**Records supplied:**
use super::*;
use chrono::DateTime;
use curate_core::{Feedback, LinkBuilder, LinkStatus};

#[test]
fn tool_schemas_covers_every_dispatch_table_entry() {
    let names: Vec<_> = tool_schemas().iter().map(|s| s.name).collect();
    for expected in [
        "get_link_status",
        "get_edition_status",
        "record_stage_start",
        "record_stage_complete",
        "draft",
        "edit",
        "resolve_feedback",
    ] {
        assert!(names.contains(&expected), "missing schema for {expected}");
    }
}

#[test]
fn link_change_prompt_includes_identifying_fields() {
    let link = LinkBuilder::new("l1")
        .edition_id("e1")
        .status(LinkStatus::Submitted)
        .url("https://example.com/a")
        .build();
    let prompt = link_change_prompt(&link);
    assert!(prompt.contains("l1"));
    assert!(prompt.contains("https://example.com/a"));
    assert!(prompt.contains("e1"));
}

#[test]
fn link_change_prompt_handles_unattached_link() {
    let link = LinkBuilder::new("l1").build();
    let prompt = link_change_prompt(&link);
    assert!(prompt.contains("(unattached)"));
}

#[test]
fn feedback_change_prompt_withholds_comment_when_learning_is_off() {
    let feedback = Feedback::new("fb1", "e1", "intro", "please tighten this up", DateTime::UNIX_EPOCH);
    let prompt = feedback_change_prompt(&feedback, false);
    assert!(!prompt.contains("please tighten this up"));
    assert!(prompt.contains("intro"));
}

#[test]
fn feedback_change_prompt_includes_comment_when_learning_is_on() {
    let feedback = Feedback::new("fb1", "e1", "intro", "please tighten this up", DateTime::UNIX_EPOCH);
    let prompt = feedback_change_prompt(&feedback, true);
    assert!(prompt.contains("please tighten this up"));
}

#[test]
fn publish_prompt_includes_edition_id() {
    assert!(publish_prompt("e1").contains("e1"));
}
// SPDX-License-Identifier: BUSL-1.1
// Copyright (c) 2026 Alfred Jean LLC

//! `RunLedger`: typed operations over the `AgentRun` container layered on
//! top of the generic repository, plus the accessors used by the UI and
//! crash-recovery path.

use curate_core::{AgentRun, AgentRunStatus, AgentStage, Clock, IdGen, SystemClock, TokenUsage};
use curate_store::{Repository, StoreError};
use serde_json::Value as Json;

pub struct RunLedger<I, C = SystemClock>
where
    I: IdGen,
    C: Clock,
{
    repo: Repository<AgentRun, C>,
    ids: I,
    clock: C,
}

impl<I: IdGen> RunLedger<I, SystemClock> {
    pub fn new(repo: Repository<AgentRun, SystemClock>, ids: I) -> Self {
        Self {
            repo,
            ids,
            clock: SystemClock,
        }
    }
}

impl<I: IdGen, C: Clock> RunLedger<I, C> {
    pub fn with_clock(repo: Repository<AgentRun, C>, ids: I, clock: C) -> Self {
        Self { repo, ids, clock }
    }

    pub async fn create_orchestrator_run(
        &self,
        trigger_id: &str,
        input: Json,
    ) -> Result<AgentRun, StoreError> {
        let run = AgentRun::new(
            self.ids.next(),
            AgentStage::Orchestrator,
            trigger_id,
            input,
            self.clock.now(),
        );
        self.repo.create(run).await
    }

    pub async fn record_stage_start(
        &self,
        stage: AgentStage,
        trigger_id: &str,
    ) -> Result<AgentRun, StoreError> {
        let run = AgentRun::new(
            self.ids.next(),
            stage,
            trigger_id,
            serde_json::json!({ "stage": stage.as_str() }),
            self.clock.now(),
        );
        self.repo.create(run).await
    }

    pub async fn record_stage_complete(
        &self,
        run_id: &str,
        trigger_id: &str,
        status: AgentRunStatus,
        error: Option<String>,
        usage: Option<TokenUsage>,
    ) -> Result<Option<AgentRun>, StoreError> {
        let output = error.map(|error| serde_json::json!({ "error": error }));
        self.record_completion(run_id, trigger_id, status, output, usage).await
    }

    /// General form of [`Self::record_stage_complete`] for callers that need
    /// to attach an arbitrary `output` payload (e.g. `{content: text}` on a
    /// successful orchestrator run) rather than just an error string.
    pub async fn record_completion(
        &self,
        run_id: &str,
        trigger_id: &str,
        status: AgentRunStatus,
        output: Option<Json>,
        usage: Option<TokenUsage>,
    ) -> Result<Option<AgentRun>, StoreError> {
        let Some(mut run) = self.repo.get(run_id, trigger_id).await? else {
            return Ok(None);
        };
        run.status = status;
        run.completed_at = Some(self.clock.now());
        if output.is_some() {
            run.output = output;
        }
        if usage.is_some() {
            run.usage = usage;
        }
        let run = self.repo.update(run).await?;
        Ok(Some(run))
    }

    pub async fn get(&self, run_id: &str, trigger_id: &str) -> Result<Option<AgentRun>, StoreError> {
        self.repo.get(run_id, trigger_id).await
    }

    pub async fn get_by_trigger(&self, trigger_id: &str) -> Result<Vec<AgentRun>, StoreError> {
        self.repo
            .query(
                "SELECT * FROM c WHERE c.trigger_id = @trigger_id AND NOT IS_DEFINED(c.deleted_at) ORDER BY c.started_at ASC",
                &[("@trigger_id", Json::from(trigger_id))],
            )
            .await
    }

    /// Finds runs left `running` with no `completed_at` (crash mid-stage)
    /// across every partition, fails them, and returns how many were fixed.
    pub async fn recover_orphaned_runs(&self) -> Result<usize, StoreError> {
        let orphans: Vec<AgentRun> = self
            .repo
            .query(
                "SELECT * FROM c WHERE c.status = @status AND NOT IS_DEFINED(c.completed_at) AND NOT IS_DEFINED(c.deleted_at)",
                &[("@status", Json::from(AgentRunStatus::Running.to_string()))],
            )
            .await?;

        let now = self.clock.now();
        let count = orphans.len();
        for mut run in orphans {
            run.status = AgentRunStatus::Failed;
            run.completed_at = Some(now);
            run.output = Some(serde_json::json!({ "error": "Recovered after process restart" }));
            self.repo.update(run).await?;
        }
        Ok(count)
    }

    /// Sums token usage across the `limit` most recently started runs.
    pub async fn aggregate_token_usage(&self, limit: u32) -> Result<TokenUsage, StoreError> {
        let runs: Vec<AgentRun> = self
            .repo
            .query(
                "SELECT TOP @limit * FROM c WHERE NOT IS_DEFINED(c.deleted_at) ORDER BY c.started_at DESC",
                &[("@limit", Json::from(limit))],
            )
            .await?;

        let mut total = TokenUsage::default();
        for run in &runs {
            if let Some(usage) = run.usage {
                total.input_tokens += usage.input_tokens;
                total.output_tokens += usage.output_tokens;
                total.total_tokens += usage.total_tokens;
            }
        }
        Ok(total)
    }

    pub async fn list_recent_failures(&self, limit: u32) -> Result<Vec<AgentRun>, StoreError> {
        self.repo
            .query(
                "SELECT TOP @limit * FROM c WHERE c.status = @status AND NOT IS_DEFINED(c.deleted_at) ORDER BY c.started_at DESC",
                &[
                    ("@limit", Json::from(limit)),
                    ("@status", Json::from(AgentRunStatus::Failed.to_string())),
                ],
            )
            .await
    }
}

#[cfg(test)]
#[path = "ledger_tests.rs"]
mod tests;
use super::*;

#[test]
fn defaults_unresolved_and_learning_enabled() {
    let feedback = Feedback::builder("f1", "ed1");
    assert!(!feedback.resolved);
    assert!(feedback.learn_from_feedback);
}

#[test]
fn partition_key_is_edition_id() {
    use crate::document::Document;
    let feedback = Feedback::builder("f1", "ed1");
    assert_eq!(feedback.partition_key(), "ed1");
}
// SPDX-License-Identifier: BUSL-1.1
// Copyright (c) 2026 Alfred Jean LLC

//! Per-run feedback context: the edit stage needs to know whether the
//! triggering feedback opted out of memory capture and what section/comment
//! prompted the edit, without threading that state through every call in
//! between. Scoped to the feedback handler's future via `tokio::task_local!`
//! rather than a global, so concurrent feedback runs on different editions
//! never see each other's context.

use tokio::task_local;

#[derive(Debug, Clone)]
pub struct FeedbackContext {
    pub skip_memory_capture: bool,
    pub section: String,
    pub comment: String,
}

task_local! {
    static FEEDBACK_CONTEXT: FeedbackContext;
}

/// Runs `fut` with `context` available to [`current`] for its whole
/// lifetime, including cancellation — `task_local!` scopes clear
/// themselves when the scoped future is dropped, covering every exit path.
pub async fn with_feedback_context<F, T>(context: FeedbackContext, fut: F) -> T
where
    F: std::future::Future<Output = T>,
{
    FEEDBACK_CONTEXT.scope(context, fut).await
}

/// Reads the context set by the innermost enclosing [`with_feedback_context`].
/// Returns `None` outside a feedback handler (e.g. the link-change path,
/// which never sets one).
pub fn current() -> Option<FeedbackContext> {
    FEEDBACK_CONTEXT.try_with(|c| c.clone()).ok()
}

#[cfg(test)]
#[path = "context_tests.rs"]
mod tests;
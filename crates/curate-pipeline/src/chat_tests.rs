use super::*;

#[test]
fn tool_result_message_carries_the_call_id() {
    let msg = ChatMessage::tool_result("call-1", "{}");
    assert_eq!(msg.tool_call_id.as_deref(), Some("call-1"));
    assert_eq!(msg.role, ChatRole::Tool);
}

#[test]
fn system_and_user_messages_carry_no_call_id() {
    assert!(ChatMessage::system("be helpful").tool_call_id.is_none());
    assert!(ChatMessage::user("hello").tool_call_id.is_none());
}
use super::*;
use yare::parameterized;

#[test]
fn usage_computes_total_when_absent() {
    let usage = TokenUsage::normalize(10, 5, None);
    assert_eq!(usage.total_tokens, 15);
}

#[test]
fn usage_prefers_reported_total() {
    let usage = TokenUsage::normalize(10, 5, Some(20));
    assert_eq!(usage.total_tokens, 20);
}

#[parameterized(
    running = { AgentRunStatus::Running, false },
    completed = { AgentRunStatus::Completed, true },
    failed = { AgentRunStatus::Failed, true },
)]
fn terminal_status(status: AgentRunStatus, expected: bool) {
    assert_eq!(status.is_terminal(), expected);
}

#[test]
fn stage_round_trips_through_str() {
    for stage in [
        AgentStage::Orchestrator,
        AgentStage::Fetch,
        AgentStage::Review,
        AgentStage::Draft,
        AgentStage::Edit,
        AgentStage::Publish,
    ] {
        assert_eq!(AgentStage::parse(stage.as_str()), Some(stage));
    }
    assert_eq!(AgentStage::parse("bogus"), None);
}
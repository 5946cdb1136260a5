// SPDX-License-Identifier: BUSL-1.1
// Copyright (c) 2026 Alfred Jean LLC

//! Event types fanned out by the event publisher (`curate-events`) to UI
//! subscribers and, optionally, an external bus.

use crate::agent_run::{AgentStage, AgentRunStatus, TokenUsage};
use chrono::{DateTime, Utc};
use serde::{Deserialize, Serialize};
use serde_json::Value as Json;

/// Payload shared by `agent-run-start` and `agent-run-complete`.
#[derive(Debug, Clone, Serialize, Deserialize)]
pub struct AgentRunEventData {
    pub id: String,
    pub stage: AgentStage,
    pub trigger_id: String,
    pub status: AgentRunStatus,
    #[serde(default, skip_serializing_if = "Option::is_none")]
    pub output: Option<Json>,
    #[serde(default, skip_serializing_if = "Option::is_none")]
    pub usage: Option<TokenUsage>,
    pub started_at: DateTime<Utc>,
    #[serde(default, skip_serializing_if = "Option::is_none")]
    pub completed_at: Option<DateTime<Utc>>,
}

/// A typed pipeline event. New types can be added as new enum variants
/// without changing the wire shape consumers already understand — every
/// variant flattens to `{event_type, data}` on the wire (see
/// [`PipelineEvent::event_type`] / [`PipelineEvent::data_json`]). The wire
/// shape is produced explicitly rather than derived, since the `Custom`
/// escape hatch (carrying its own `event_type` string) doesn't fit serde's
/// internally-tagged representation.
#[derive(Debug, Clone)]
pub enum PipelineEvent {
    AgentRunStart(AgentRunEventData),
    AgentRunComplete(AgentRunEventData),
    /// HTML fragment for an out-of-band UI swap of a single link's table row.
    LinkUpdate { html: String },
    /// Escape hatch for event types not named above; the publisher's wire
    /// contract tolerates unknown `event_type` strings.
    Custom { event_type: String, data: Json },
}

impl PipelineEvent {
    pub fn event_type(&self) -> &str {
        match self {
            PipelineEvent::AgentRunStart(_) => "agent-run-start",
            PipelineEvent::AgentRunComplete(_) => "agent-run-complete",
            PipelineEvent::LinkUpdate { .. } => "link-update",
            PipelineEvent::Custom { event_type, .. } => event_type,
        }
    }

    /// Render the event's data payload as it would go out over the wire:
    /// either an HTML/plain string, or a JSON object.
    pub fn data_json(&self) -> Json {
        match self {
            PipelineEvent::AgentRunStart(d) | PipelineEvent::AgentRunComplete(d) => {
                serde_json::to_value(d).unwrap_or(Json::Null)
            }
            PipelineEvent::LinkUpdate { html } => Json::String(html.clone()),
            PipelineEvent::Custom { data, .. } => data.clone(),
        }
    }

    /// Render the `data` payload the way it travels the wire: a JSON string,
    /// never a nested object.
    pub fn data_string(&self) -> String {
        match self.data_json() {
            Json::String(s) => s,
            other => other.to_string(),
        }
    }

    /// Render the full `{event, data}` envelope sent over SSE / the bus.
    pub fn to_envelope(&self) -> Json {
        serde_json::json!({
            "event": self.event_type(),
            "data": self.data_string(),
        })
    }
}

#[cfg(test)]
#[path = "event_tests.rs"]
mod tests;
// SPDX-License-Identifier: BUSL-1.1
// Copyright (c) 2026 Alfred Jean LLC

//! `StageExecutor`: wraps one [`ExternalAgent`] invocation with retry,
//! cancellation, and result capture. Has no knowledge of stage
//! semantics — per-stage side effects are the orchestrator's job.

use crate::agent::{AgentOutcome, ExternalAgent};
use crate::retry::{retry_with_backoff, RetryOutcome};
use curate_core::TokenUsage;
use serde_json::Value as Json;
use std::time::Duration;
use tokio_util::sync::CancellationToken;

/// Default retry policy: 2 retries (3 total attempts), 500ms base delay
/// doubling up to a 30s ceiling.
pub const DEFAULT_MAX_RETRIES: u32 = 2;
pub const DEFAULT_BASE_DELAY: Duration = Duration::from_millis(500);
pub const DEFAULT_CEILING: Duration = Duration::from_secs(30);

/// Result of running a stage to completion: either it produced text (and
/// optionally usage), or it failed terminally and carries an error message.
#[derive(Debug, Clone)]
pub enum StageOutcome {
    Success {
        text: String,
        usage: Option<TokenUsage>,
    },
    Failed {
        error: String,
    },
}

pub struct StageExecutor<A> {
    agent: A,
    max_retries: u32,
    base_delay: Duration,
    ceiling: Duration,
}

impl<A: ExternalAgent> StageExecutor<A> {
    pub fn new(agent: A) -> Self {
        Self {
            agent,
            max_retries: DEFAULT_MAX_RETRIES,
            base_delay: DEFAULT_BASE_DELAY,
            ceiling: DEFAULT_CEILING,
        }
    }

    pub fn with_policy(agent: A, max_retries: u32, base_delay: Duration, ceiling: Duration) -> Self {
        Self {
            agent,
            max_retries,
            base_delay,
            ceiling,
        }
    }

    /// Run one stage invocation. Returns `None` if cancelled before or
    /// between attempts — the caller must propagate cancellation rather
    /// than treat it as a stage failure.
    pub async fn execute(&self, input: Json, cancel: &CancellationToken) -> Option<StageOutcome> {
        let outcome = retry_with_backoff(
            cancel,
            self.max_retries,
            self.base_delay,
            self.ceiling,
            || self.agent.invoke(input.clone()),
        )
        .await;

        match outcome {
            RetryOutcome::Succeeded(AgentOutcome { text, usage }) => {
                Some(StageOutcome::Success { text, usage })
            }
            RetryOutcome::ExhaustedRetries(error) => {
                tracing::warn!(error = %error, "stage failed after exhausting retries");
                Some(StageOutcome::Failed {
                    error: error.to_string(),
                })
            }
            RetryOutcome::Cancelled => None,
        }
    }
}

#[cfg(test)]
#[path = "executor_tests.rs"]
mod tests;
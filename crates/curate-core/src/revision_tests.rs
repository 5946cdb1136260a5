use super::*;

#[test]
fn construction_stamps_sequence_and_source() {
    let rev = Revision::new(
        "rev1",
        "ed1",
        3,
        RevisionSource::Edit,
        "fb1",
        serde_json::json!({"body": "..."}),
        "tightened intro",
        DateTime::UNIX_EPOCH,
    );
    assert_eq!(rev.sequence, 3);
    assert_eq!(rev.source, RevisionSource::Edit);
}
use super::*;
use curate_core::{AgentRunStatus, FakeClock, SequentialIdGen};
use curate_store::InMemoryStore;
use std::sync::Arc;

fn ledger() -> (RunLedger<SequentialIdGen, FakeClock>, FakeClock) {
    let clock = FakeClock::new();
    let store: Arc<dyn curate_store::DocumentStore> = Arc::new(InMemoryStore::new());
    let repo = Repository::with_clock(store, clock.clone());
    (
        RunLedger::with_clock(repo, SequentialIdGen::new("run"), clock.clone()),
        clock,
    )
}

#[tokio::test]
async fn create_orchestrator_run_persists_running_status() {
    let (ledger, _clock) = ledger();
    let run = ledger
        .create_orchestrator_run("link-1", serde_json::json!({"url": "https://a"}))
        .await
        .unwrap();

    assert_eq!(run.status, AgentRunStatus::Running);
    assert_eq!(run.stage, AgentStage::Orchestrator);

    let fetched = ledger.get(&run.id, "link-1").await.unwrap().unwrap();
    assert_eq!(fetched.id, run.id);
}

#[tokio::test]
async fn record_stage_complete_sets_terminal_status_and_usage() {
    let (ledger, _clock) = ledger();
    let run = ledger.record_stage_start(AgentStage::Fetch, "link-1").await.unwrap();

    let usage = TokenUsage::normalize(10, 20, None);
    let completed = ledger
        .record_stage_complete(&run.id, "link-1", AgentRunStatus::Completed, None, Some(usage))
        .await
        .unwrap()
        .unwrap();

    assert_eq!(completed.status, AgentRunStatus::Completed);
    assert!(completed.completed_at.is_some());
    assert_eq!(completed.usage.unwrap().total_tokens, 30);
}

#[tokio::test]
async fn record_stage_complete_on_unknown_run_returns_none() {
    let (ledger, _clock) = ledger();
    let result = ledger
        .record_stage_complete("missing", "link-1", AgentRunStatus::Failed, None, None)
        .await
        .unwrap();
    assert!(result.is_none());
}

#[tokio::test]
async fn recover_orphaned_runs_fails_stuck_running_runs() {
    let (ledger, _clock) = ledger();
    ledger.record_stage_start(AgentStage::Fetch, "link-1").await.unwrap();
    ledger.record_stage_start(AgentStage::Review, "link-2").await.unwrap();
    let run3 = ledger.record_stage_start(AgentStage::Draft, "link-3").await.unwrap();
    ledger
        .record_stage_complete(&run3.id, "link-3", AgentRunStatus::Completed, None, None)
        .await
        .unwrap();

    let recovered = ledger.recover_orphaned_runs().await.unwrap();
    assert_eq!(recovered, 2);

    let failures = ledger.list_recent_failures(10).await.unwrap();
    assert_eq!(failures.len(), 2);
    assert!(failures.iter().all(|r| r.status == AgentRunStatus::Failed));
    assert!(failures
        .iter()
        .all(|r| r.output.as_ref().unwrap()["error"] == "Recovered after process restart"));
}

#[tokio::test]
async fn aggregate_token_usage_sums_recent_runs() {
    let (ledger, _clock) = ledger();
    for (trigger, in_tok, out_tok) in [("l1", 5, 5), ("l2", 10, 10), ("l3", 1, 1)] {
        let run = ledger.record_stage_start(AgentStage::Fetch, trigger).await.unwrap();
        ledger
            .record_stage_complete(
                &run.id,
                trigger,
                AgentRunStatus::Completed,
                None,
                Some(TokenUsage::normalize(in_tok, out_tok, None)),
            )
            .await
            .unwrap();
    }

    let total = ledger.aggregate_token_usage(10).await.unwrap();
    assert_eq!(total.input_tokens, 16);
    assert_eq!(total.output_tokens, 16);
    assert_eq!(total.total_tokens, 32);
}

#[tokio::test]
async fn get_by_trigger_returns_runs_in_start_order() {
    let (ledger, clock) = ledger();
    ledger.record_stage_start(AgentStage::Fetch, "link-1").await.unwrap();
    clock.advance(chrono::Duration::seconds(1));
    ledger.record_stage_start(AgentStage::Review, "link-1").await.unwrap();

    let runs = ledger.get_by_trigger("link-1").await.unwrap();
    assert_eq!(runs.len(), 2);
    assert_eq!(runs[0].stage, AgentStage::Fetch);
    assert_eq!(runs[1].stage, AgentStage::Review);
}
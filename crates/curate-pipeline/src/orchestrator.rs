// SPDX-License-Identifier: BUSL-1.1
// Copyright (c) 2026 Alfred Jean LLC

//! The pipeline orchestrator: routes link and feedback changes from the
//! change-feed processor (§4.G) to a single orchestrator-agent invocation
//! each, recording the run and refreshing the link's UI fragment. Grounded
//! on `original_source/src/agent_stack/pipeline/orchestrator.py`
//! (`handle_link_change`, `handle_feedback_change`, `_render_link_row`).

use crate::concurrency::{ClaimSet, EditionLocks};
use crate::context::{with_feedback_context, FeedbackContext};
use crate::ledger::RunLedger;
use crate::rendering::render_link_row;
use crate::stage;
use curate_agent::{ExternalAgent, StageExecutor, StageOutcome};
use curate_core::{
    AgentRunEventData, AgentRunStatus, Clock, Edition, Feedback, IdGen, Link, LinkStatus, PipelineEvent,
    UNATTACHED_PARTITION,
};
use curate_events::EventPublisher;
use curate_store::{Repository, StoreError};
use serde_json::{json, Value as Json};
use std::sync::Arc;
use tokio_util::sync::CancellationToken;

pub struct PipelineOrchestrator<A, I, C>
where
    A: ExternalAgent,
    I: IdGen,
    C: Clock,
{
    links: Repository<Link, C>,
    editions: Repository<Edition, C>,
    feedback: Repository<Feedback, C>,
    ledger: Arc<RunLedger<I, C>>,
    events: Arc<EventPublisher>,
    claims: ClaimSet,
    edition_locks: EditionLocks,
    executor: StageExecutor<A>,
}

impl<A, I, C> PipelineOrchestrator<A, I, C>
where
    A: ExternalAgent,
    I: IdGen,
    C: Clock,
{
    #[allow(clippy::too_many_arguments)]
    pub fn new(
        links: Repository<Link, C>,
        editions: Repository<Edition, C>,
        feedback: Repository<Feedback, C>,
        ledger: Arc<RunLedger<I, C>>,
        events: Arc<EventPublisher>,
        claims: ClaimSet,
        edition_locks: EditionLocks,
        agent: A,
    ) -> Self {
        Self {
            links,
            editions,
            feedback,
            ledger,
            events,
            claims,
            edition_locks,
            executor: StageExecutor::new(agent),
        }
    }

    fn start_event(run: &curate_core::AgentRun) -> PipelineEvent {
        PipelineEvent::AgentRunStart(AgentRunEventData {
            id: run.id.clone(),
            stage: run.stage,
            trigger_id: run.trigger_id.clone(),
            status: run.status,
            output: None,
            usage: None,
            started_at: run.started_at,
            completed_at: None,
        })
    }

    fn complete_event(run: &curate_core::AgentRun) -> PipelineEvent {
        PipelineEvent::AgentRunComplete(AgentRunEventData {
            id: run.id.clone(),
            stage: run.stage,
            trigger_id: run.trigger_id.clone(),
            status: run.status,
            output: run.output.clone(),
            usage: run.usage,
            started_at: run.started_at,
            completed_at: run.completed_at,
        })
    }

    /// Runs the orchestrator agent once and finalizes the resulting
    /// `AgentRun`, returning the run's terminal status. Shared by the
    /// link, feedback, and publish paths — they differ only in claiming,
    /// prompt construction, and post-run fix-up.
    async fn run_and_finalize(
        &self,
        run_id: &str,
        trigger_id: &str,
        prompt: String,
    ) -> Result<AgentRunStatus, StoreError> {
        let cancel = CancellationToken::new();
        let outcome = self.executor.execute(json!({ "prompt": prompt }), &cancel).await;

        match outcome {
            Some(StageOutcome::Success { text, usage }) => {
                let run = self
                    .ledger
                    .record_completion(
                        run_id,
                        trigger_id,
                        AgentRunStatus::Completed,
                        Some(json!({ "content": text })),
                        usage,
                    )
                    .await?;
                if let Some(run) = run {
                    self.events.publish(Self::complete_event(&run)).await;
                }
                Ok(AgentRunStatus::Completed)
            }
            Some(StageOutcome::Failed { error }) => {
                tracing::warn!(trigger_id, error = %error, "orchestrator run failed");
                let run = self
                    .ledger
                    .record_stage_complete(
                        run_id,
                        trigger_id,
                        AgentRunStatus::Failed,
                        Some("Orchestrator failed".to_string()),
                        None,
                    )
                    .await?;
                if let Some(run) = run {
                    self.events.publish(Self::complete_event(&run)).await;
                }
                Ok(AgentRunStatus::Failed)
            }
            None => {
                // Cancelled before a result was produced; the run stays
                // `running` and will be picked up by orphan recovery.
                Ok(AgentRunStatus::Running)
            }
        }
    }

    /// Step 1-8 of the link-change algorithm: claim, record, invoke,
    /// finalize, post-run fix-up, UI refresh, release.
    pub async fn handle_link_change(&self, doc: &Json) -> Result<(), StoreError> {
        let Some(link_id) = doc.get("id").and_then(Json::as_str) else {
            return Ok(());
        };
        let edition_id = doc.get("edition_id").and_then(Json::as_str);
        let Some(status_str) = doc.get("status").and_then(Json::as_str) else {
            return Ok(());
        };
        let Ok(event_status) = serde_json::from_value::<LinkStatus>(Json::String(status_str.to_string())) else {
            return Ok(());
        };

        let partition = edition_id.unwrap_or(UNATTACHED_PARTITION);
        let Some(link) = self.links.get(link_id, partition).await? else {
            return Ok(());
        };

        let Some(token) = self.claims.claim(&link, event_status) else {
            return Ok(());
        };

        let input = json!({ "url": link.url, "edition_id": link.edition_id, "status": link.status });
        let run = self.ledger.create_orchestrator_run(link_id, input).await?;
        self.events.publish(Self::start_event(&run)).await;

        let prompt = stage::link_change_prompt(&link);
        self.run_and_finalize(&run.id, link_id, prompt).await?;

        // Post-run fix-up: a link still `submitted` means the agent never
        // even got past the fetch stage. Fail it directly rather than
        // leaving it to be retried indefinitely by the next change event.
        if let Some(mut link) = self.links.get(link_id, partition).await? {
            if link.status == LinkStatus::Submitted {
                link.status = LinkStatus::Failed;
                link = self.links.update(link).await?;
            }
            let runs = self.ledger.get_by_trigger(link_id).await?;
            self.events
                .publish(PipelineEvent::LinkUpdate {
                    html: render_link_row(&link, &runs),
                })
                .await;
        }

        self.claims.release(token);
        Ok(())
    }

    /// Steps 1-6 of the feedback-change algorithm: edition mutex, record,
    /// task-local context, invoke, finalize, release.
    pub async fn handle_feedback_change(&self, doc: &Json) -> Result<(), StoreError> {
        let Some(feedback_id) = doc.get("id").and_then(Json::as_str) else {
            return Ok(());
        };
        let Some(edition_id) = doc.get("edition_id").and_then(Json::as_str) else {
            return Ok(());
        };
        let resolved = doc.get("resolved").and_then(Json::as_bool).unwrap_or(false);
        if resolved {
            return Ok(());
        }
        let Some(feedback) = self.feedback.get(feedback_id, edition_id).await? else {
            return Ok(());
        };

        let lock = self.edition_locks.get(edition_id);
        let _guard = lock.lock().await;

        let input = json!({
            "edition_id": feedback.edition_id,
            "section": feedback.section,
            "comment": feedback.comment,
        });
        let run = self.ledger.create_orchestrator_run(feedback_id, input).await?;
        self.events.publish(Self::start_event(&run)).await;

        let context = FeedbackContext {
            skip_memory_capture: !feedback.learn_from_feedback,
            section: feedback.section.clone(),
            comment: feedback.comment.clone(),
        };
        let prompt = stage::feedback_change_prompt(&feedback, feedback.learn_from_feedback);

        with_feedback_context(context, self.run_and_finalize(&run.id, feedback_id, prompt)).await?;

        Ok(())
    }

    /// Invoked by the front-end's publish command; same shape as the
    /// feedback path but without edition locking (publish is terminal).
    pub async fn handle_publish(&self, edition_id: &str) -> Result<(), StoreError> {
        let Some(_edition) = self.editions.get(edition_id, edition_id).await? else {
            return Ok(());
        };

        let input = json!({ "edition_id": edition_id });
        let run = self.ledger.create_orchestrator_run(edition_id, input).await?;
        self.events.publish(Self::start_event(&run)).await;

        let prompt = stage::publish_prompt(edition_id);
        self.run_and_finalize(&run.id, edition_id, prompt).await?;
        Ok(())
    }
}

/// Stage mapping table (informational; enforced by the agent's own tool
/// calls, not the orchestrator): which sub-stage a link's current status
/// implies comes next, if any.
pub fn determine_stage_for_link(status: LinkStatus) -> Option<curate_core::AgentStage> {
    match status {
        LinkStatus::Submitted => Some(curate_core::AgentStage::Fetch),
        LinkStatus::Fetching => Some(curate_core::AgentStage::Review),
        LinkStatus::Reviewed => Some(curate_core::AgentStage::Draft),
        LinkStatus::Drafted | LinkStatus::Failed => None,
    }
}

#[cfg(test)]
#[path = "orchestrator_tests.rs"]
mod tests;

**Action item:**
After locating the line holding "assert!(!feedback.resolved);" above, output exactly that line and every line after it through the line holding "and what section/comment". Include nothing else.

**Completed exercise:**
    assert!(!feedback.resolved);
    assert!(feedback.learn_from_feedback);
}

#[test]
fn partition_key_is_edition_id() {
    use crate::document::Document;
    let feedback = Feedback::builder("f1", "ed1");
    assert_eq!(feedback.partition_key(), "ed1");
}
// SPDX-License-Identifier: BUSL-1.1
// Copyright (c) 2026 Alfred Jean LLC

//! Per-run feedback context: the edit stage needs to know whether the
//! triggering feedback opted out of memory capture and what section/comment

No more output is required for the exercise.